For all the cash, Mavis still can’t get to see her GP, and, in too many cases, if she needs to go to hospital her outcomes would be better off had she lived in France or the Netherlands.
Worse still, recent figures show that 1.5 million patients waited 12 hours or more to see an emergency specialist, while data suggests that 250 people may be dying each week due to overcrowded casualty wards and a general shortage of beds. The lack of capacity in social care homes gums up the system at the other end.
Currently, nobody is in control. We have a balkanised system with each local trust able to do largely whatever it pleases without any accountability, transparency or indeed leadership. The new Integrated Care Boards may plan health services, but they have too little responsibility for poor performance. Deficits are covered by the Treasury and budgets are set centrally. The system is also focused on the acute health problems rather than on the rising tide of chronic illness. With our ageing society we treat people when they get very sick, but shouldn’t we do more to stop them falling ill in the first place?

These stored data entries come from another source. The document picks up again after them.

//! Error types shared across kube-wrench crates.

use thiserror::Error;

/// A result type for cluster queries.
pub type QueryResult<T> = std::result::Result<T, QueryError>;

/// Errors returned by a cluster query.
///
/// The diagnosis engine treats every variant as "data unavailable": the
/// failing sub-check is reported and skipped, the scan continues.
#[derive(Debug, Clone, PartialEq, Eq, Error)]
pub enum QueryError {
    /// The query did not complete within the configured timeout.
    #[error("query {operation} timed out after {seconds}s")]
    Timeout {
        /// The query that timed out.
        operation: String,
        /// The timeout that elapsed.
        seconds: u64,
    },

    /// The requested object does not exist.
    #[error("{kind} {name} not found")]
    NotFound {
        /// Object kind (Pod, Secret, ...).
        kind: String,
        /// Object name.
        name: String,
    },

    /// The API server refused the request.
    #[error("forbidden: {0}")]
    Forbidden(String),

    /// The response was missing an expected field.
    #[error("malformed response: {0}")]
    Malformed(String),

    /// Any other transport or API failure.
    #[error("transport error: {0}")]
    Transport(String),
}

impl QueryError {
    /// Create a not-found error for the given kind and name.
    #[must_use]
    pub fn not_found(kind: impl Into<String>, name: impl Into<String>) -> Self {
        Self::NotFound {
            kind: kind.into(),
            name: name.into(),
        }
    }

    /// Check if this error means the object is absent.
    #[must_use]
    pub const fn is_not_found(&self) -> bool {
        matches!(self, Self::NotFound { .. })
    }
}

/// Errors raised while normalizing a resource quantity string.
#[derive(Debug, Clone, PartialEq, Eq, Error)]
pub enum QuantityError {
    /// The numeric part could not be parsed.
    #[error("invalid number in quantity {0:?}")]
    InvalidNumber(String),

    /// The unit suffix is not one we normalize.
    #[error("unsupported unit in quantity {0:?}")]
    UnsupportedUnit(String),
}

#[cfg(test)]
mod tests {
    use super::*;

    #[test]
    fn query_error_display() {
        let err = QueryError::Timeout {
            operation: "list_pods".to_string(),
            seconds: 10,
        };
        assert_eq!(err.to_string(), "query list_pods timed out after 10s");

        let err = QueryError::not_found("Secret", "db-creds");
        assert_eq!(err.to_string(), "Secret db-creds not found");
        assert!(err.is_not_found());
    }

    #[test]
    fn only_not_found_is_absence() {
        assert!(!QueryError::Forbidden("nope".into()).is_not_found());
        assert!(!QueryError::Transport("x".into()).is_not_found());
        assert_eq!(
            QueryError::Malformed("missing status".into()).to_string(),
            "malformed response: missing status"
        );
    }
}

What we need is a total overhaul of how our public health is delivered. I don’t believe in “privatising the NHS” – although Labour’s suggestion to allow private health providers to offer more services is welcome, and Wes Streeting should be commended for his boldness. But this won’t get to the heart of how to deliver world-class care for all, regardless of income.

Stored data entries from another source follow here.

//! Kubernetes-backed implementation of [`ClusterQuery`].

use std::future::Future;

use async_trait::async_trait;
use k8s_openapi::api::core::v1::{
    ConfigMap, Event, Namespace, PersistentVolumeClaim, Pod, ResourceQuota, Secret, Service,
};
use k8s_openapi::api::networking::v1::Ingress;
use kube::api::{Api, ListParams, LogParams};
use kube::config::{KubeConfigOptions, Kubeconfig};
use kube::{Client, Config};
use tracing::{debug, info, warn};

use kube_wrench_core::{
    DataObjectSnapshot, EventSnapshot, IngressSnapshot, NamespaceInfo, PodSnapshot, PvcSnapshot,
    QueryError, QueryResult, ResourceQuotaSnapshot, ServiceSnapshot,
};

use crate::convert;
use crate::query::ClusterQuery;
use crate::types::ClusterConfig;
use crate::Result;

/// Read-only view of a Kubernetes cluster.
///
/// Every request is bounded by [`ClusterConfig::query_timeout`].
pub struct K8sCluster {
    client: Client,
    config: ClusterConfig,
}

impl K8sCluster {
    /// Connect to a cluster.
    ///
    /// Uses the explicit kubeconfig path when set, otherwise infers the
    /// configuration from `KUBECONFIG`, `~/.kube/config` or the in-cluster
    /// service account.
    ///
    /// # Errors
    ///
    /// Returns an error if the configuration is invalid, no kubeconfig can
    /// be loaded, or the client cannot be created.
    pub async fn new(config: ClusterConfig) -> Result<Self> {
        config.validate()?;

        let options = KubeConfigOptions {
            context: config.context.clone(),
            ..Default::default()
        };

        let mut kube_config = match (&config.kubeconfig, &config.context) {
            (Some(path), _) => {
                let kubeconfig = Kubeconfig::read_from(path)?;
                Config::from_custom_kubeconfig(kubeconfig, &options).await?
            }
            (None, Some(_)) => Config::from_kubeconfig(&options).await?,
            (None, None) => Config::infer().await?,
        };

        if config.insecure_skip_tls_verify {
            warn!("TLS verification of the API server is disabled");
            kube_config.accept_invalid_certs = true;
        }
        kube_config.read_timeout = Some(config.query_timeout);

        info!(
            cluster_url = %kube_config.cluster_url,
            namespace = %kube_config.default_namespace,
            "Connecting to cluster"
        );

        let client = Client::try_from(kube_config)?;
        Ok(Self { client, config })
    }

    fn namespaced<K>(&self, namespace: &str) -> Api<K>
    where
        K: kube::Resource<Scope = k8s_openapi::NamespaceResourceScope>,
        <K as kube::Resource>::DynamicType: Default,
    {
        Api::namespaced(self.client.clone(), namespace)
    }

    /// Run a request under the query timeout and map its error. `target`
    /// names the object a 404 refers to.
    async fn bounded<T, F>(&self, operation: &str, target: Target<'_>, fut: F) -> QueryResult<T>
    where
        F: Future<Output = kube::Result<T>> + Send,
    {
        match tokio::time::timeout(self.config.query_timeout, fut).await {
            Ok(Ok(value)) => Ok(value),
            Ok(Err(e)) => {
                debug!(operation, error = %e, "Cluster query failed");
                Err(map_kube_error(target, e))
            }
            Err(_) => {
                warn!(
                    operation,
                    seconds = self.config.query_timeout.as_secs(),
                    "Cluster query timed out"
                );
                Err(QueryError::Timeout {
                    operation: operation.to_string(),
                    seconds: self.config.query_timeout.as_secs(),
                })
            }
        }
    }
}

/// Kind and name of the object a request addresses.
#[derive(Debug, Clone, Copy)]
struct Target<'a> {
    kind: &'a str,
    name: &'a str,
}

impl<'a> Target<'a> {
    const fn new(kind: &'a str, name: &'a str) -> Self {
        Self { kind, name }
    }

    /// A namespaced list; a 404 there means the namespace is gone.
    const fn namespace(name: &'a str) -> Self {
        Self::new("Namespace", name)
    }
}

/// Map a `kube` error onto the query error model.
fn map_kube_error(target: Target<'_>, err: kube::Error) -> QueryError {
    match err {
        kube::Error::Api(e) if e.code == 404 => QueryError::not_found(target.kind, target.name),
        kube::Error::Api(e) if e.code == 401 || e.code == 403 => QueryError::Forbidden(e.message),
        kube::Error::SerdeError(e) => QueryError::Malformed(e.to_string()),
        other => QueryError::Transport(other.to_string()),
    }
}

#[async_trait]
impl ClusterQuery for K8sCluster {
    async fn list_namespaces(&self) -> QueryResult<Vec<NamespaceInfo>> {
        let api: Api<Namespace> = Api::all(self.client.clone());
        let list = self
            .bounded(
                "list namespaces",
                Target::new("Resource", "namespaces"),
                api.list(&ListParams::default()),
            )
            .await?;
        Ok(list.items.iter().map(convert::namespace_info).collect())
    }

    async fn list_pods(&self, namespace: &str) -> QueryResult<Vec<PodSnapshot>> {
        let api: Api<Pod> = self.namespaced(namespace);
        let list = self
            .bounded(
                "list pods",
                Target::namespace(namespace),
                api.list(&ListParams::default()),
            )
            .await?;
        debug!(namespace, count = list.items.len(), "Listed pods");
        Ok(list
            .items
            .iter()
            .map(|pod| convert::pod_snapshot(pod, namespace))
            .collect())
    }

    async fn list_resource_quotas(
        &self,
        namespace: &str,
    ) -> QueryResult<Vec<ResourceQuotaSnapshot>> {
        let api: Api<ResourceQuota> = self.namespaced(namespace);
        let list = self
            .bounded(
                "list resource quotas",
                Target::namespace(namespace),
                api.list(&ListParams::default()),
            )
            .await?;
        Ok(list
            .items
            .iter()
            .map(|q| convert::quota_snapshot(q, namespace))
            .collect())
    }

    async fn get_resource_quota_status(
        &self,
        namespace: &str,
        name: &str,
    ) -> QueryResult<ResourceQuotaSnapshot> {
        let api: Api<ResourceQuota> = self.namespaced(namespace);
        let quota = self
            .bounded(
                "read resource quota status",
                Target::new("ResourceQuota", name),
                api.get_status(name),
            )
            .await?;
        Ok(convert::quota_snapshot(&quota, namespace))
    }

    async fn get_secret(
        &self,
        namespace: &str,
        name: &str,
    ) -> QueryResult<Option<DataObjectSnapshot>> {
        let api: Api<Secret> = self.namespaced(namespace);
        let secret = self
            .bounded("get secret", Target::new("Secret", name), api.get_opt(name))
            .await?;
        Ok(secret.as_ref().map(convert::secret_snapshot))
    }

    async fn get_config_map(
        &self,
        namespace: &str,
        name: &str,
    ) -> QueryResult<Option<DataObjectSnapshot>> {
        let api: Api<ConfigMap> = self.namespaced(namespace);
        let cm = self
            .bounded(
                "get config map",
                Target::new("ConfigMap", name),
                api.get_opt(name),
            )
            .await?;
        Ok(cm.as_ref().map(convert::config_map_snapshot))
    }

    async fn get_pvc(&self, namespace: &str, name: &str) -> QueryResult<Option<PvcSnapshot>> {
        let api: Api<PersistentVolumeClaim> = self.namespaced(namespace);
        let pvc = self
            .bounded(
                "get persistent volume claim",
                Target::new("PersistentVolumeClaim", name),
                api.get_opt(name),
            )
            .await?;
        Ok(pvc.as_ref().map(convert::pvc_snapshot))
    }

    async fn list_namespace_events(&self, namespace: &str) -> QueryResult<Vec<EventSnapshot>> {
        let api: Api<Event> = self.namespaced(namespace);
        let list = self
            .bounded(
                "list events",
                Target::namespace(namespace),
                api.list(&ListParams::default()),
            )
            .await?;
        Ok(list.items.iter().map(convert::event_snapshot).collect())
    }

    async fn get_pod_logs(
        &self,
        namespace: &str,
        pod: &str,
        container: &str,
        tail_lines: i64,
        previous: bool,
    ) -> QueryResult<Option<String>> {
        let api: Api<Pod> = self.namespaced(namespace);
        let params = LogParams {
            container: Some(container.to_string()),
            tail_lines: Some(tail_lines),
            previous,
            ..Default::default()
        };

        match self
            .bounded(
                "read pod logs",
                Target::new("Pod", pod),
                api.logs(pod, &params),
            )
            .await
        {
            Ok(logs) => Ok(Some(logs)),
            Err(e) if e.is_not_found() => Ok(None),
            // The API server answers 400 when a previous instance does not exist.
            Err(QueryError::Transport(msg)) if previous && msg.contains("previous terminated") => {
                Ok(None)
            }
            Err(e) => Err(e),
        }
    }

    async fn list_services(&self, namespace: &str) -> QueryResult<Vec<ServiceSnapshot>> {
        let api: Api<Service> = self.namespaced(namespace);
        let list = self
            .bounded(
                "list services",
                Target::namespace(namespace),
                api.list(&ListParams::default()),
            )
            .await?;
        Ok(list.items.iter().map(convert::service_snapshot).collect())
    }

    async fn list_ingresses(&self, namespace: &str) -> QueryResult<Vec<IngressSnapshot>> {
        let api: Api<Ingress> = self.namespaced(namespace);
        let list = self
            .bounded(
                "list ingresses",
                Target::namespace(namespace),
                api.list(&ListParams::default()),
            )
            .await?;
        Ok(list.items.iter().map(convert::ingress_snapshot).collect())
    }
}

Indeed, the private sector will tend, just as it has done in the past, to pick off the easier aspects of healthcare, reducing the overall burden but without improving care for everyone.
Part of the answer is to integrate health and social care, so that patients in care homes are properly treated to prevent chronic conditions requiring a hospital admission. This should save money, since beds in acute care are more expensive than those in care homes. To make it work we need, as the think tank ResPublica has argued, to pool all health and social care funding in one ring-fenced budget so that savings in one part of the system lead to benefits for all parts.
The sheer number of trusts, agencies and authorities we have now is obstructive and inefficient, so we also need a singular governance and standards organisation that synchronises with these new devolved health authorities. Our local authorities are the best equipped to deliver co-ordinated health care through these proposed new structures. When Mavis needs a GP or hospital appointment, she should have one provider. If her husband needs long-term social care, it should be assessed by that same authority. Joined-up, but devolved locally.
I will continue to do my best for her and my other constituents, but I simply cannot make up for an ailing National Health Service.